**WORK TO BE COMPLETED**
Each line of the listing where "exists" appears should be reported.

#### DATA FOR PROCESSING ####

//! 自定义helper

mod basic;
mod casing;

pub use basic::{
    java_package_segments, ToFlatHelper, ToJavaPackageHelper, ToJavaPackagePathHelper,
    ToLowerHelper, ToTitleHelper, ToUpperHelper,
};
pub use casing::ToCaseHelper;
//! # brix-common
//!
//! 命令执行期间共享的对象：
//! - [`AppContext`]：一次运行中所有命令共用的处理器、配置与交互接口
//! - [`context`]：多层模板上下文的合并

mod app_context;
pub mod context;

pub use app_context::AppContext;
pub use context::{cli_config_to_map, ContextMap, StdContext};
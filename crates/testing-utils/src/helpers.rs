//! 基于临时目录的测试环境

use std::fs;
use std::path::{Path, PathBuf};

use brix_cli::Config;
use tempfile::TempDir;

use crate::builders::ConfigBuilder;

/// 一个临时工作目录，测试结束时自动删除
pub struct TestWorkspace {
    dir: TempDir,
}

impl TestWorkspace {
    pub fn new() -> Self {
        Self {
            dir: TempDir::new().expect("failed to create temp dir"),
        }
    }

    pub fn path(&self) -> &Path {
        self.dir.path()
    }

    pub fn join(&self, relative: impl AsRef<Path>) -> PathBuf {
        self.dir.path().join(relative)
    }

    /// 写入文件，必要时创建父目录
    pub fn write(&self, relative: impl AsRef<Path>, contents: &str) -> PathBuf {
        let path = self.join(relative);
        if let Some(parent) = path.parent() {
            fs::create_dir_all(parent).expect("failed to create parent dirs");
        }
        fs::write(&path, contents).expect("failed to write file");
        path
    }

    pub fn mkdir(&self, relative: impl AsRef<Path>) -> PathBuf {
        let path = self.join(relative);
        fs::create_dir_all(&path).expect("failed to create dir");
        path
    }

    pub fn read(&self, relative: impl AsRef<Path>) -> String {
        fs::read_to_string(self.join(relative)).expect("failed to read file")
    }

    pub fn exists(&self, relative: impl AsRef<Path>) -> bool {
        self.join(relative).exists()
    }

    /// 以该目录为工作目录的默认配置
    pub fn config(&self) -> Config {
        ConfigBuilder::new().with_workdir(self.path()).build()
    }
}

impl Default for TestWorkspace {
    fn default() -> Self {
        Self::new()
    }
}
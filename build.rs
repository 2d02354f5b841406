//! 编译期生成 bash、fish 与 PowerShell 补全脚本到 `OUT_DIR`。

use std::env;
use std::error::Error;
use std::path::PathBuf;

fn main() -> Result<(), Box<dyn Error>> {
    println!("cargo:rerun-if-changed=crates/cli/src/args.rs");
    println!("cargo:rerun-if-changed=crates/cli/src/completions.rs");

    let out_dir = PathBuf::from(env::var_os("OUT_DIR").ok_or("OUT_DIR is not set")?);
    brix_cli::write_completions(&out_dir)?;
    Ok(())
}
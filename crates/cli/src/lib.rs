//! # Brix CLI
//!
//! 命令行相关的一切：[clap](https://crates.io/crates/clap) 参数定义、运行期 [`Config`]、
//! 交互式提示、终端输出、日志初始化与 shell 补全脚本。

mod args;
pub mod completions;
mod config;
pub mod logging;
pub mod print;
pub mod select;

pub use args::Cli;
pub use completions::write_completions;
pub use brix_errors::{BrixError, BrixErrorKind, BrixResult};
pub use config::{Config, LogFormat, LogLevel};
pub use logging::init_logging;
pub use print::{display_path, Reporter};
pub use select::{Prompter, TerminalPrompter};
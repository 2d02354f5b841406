//! JSON声明文件解析器

use brix_errors::BrixResult;

use super::ConfigParser;
use crate::RawConfig;

/// `.json`
#[derive(Debug, Clone, Copy, Default)]
pub struct JsonConfigParser;

impl ConfigParser for JsonConfigParser {
    fn parse(&self, contents: &str) -> BrixResult<RawConfig> {
        let config: RawConfig = serde_json::from_str(contents)?;
        Ok(config)
    }

    fn extensions(&self) -> &'static [&'static str] {
        &["json"]
    }
}
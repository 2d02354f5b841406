//! 把 [`RawConfig`] 转换为命令列表。

use std::collections::HashMap;
use std::path::PathBuf;

use brix_commands::{
    Command, CopyCommand, ExecCommand, MkdirCommand, ProcessedCommandParams,
    SearchReplaceCommand, TemplateCommand,
};
use brix_common::context::{cli_config_to_map, ContextMap};
use brix_common::AppContext;
use brix_errors::{BrixError, BrixResult};
use tracing::debug;

use crate::{CommandList, ConfigLoader, RawCommandParams, RawConfig};

/// 声明文件中可用的命令名
pub const SUPPORTED_COMMANDS: [&str; 5] = ["copy", "exec", "mkdir", "search_replace", "template"];

/// 按名称（不区分大小写）查找命令
pub fn command_for(name: &str) -> Option<Box<dyn Command>> {
    let command: Box<dyn Command> = match name.to_lowercase().as_str() {
        "copy" => Box::new(CopyCommand::new()),
        "exec" => Box::new(ExecCommand::new()),
        "mkdir" => Box::new(MkdirCommand::new()),
        "search_replace" => Box::new(SearchReplaceCommand::new()),
        "template" => Box::new(TemplateCommand::new()),
        _ => return None,
    };
    Some(command)
}

fn unknown_command(name: &str) -> BrixError {
    let suggestion = difflib::get_close_matches(name, SUPPORTED_COMMANDS.to_vec(), 1, 0.6)
        .first()
        .map(|closest| closest.to_string());
    BrixError::UnknownCommand {
        name: name.to_string(),
        suggestion,
    }
}

fn unescape(value: &str) -> String {
    value.replace("\\n", "\n").replace("\\t", "\t")
}

impl<'a> ConfigLoader<'a> {
    /// 将原始声明转换为命令列表
    pub fn process(&self, config: &RawConfig, ctx: &AppContext<'_>) -> BrixResult<CommandList> {
        let mut list = CommandList::new();

        for entry in &config.commands {
            let mut entries = entry.iter();
            let (name, value) = match (entries.next(), entries.next()) {
                (Some(only), None) => only,
                _ => {
                    return Err(BrixError::with(format!(
                        "each command entry must name exactly one command, found {}",
                        entry.len()
                    )))
                }
            };
            let command = command_for(name).ok_or_else(|| unknown_command(name))?;

            let context_map = ContextMap {
                cli_positional: cli_config_to_map(self.cli_config),
                config_global: config.context.clone().unwrap_or_default(),
                command_local: value.context.clone().unwrap_or_default(),
            };
            let context = context_map.do_merge();

            // 上下文的值本身也可以引用上下文，例如 `path: src/{{module}}`
            let raw_context = brix_processor::create_context(context.clone());
            let mut processed_context = HashMap::new();
            for (key, line) in &context {
                processed_context.insert(key.clone(), ctx.processor.process(line, &raw_context)?);
            }

            let json = serde_json::to_value(value)?;
            let rendered = ctx.processor.process_value(
                &json,
                &brix_processor::create_context(processed_context.clone()),
            )?;
            let raw_args: RawCommandParams = serde_json::from_value(rendered)?;

            let mut args = self.create_processed_args(&raw_args);
            args.context = Some(processed_context);

            debug!("命令 {}: {:?}", command.name(), args);
            list.push((command, args));
        }

        Ok(list)
    }

    /// 把原始字段转换为命令期望的类型
    fn create_processed_args(&self, raw: &RawCommandParams) -> ProcessedCommandParams {
        let source = raw.source.as_ref().map(|source| match &self.config_dir {
            Some(dir) => dir.join(source),
            None => PathBuf::from(source),
        });

        ProcessedCommandParams {
            source,
            destination: raw.destination.as_ref().map(PathBuf::from),
            overwrite: raw.overwrite,
            search: raw.search.as_deref().map(unescape),
            replace: raw.replace.as_deref().map(unescape),
            commands: raw.commands.clone(),
            stdout: raw.stdout,
            context: raw.context.clone(),
        }
    }
}
use std::process;

use anyhow::{Context, Result};
use brix_cli::{cli_error, init_logging, Cli, Config};
use brix_dispatch::Dispatcher;
use clap::Parser;
use tracing::{debug, info};

#[tokio::main]
async fn main() {
    // 参数错误由clap直接输出并以退出码2结束
    let cli = Cli::parse();

    if let Err(err) = run(cli).await {
        cli_error!("{err:#}");
        process::exit(2);
    }
}

/// brix的生命周期：
/// 1. 由命令行参数、工作目录和用户主目录构建运行配置
/// 2. 初始化日志
/// 3. 查找、加载声明文件并依次执行其中的命令
async fn run(cli: Cli) -> Result<()> {
    let home_dir = dirs::home_dir();
    let config =
        Config::new(home_dir, cli).context("failed to build the runtime configuration")?;

    init_logging(config.log_level, config.log_format).context("failed to initialise logging")?;
    debug!("运行配置: {}", config);

    let report = Dispatcher::interactive(&config).run().await?;

    info!(
        "声明文件 {} 执行完成: {} 个命令, 耗时 {:?}",
        report.config_file.display(),
        report.executed.len(),
        report.elapsed
    );
    Ok(())
}
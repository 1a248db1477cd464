use crate::classifier::DocumentClassifier;
use crate::config::ClassifierConfig;
use crate::extractors::{PdfExtractor, TextExtractor, WordExtractor};
use crate::types::{ClassificationReport, DocumentFormat, DocumentType};
use anyhow::{bail, Result};
use std::path::Path;

/// Orchestrates the pipeline for one file: format detection, text
/// extraction, classification.
///
/// Extraction failure is not a pipeline failure: whatever text was
/// salvaged (usually none) goes to the classifier, and "Unknown Document
/// Type" is the valid user-visible outcome for unextractable input.
pub struct DocumentProcessor {
    pdf: PdfExtractor,
    word: WordExtractor,
    classifier: DocumentClassifier,
}

impl Default for DocumentProcessor {
    fn default() -> Self {
        Self::new()
    }
}

impl DocumentProcessor {
    /// Processor over the built-in rule table.
    pub fn new() -> Self {
        Self {
            pdf: PdfExtractor::new(),
            word: WordExtractor::new(),
            classifier: DocumentClassifier::new(),
        }
    }

    /// Processor with config-supplied patterns appended to the rules.
    pub fn with_config(config: &ClassifierConfig) -> Result<Self> {
        Ok(Self {
            pdf: PdfExtractor::new(),
            word: WordExtractor::new(),
            classifier: DocumentClassifier::with_config(config)?,
        })
    }

    /// Extract and classify one document file.
    ///
    /// Unsupported extensions are rejected before any bytes are read;
    /// read errors propagate. Extraction errors are downgraded to a
    /// warning and an empty text, per the salvage contract.
    pub fn process_file(&self, path: &Path) -> Result<ClassificationReport> {
        let format = DocumentFormat::from_path(path);
        let Some(extractor) = self.extractor_for(format) else {
            bail!(
                "unsupported file type: {} (accepted extensions: pdf, doc, docx)",
                path.display()
            );
        };

        let bytes = std::fs::read(path)?;

        let text = match extractor.extract(&bytes) {
            Ok(text) => text,
            Err(e) => {
                eprintln!(
                    "⚠️  {} extraction failed for {}: {e}; classifying salvaged text",
                    extractor.name(),
                    path.display()
                );
                String::new()
            }
        };

        let document_type = self.classifier.classify(&text);

        Ok(ClassificationReport::new(
            path.display().to_string(),
            format,
            document_type,
            text.chars().count(),
        ))
    }

    /// Classify already-extracted text directly.
    pub fn classify_text(&self, text: &str) -> DocumentType {
        self.classifier.classify(text)
    }

    fn extractor_for(&self, format: DocumentFormat) -> Option<&dyn TextExtractor> {
        let extractors: [&dyn TextExtractor; 2] = [&self.pdf, &self.word];
        extractors.into_iter().find(|e| e.supports(format))
    }
}
//! Text extraction from binary document formats
//!
//! Extractors turn a document file into one plain text string for the
//! classifier. The contract is deliberately thin: text may be empty
//! (scanned PDF with no OCR layer) and may contain extraction artifacts
//! such as words joined by newlines; the classifier's patterns absorb
//! those. Everything downstream of this module is format-agnostic.
//!
//! ```text
//! Document (PDF, DOCX)
//!     ↓
//! [Format-specific TextExtractor]
//!     ↓
//! String (page/paragraph text, space-joined)
//!     ↓
//! [DocumentClassifier]
//! ```

pub mod extractor;
pub mod pdf;
pub mod word;

// Re-export main types
pub use extractor::{ExtractError, TextExtractor};
pub use pdf::PdfExtractor;
pub use word::WordExtractor;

####

**EXERCISE RESPONSE**
    pub fn exists(&self, relative: impl AsRef<Path>) -> bool {
        self.join(relative).exists()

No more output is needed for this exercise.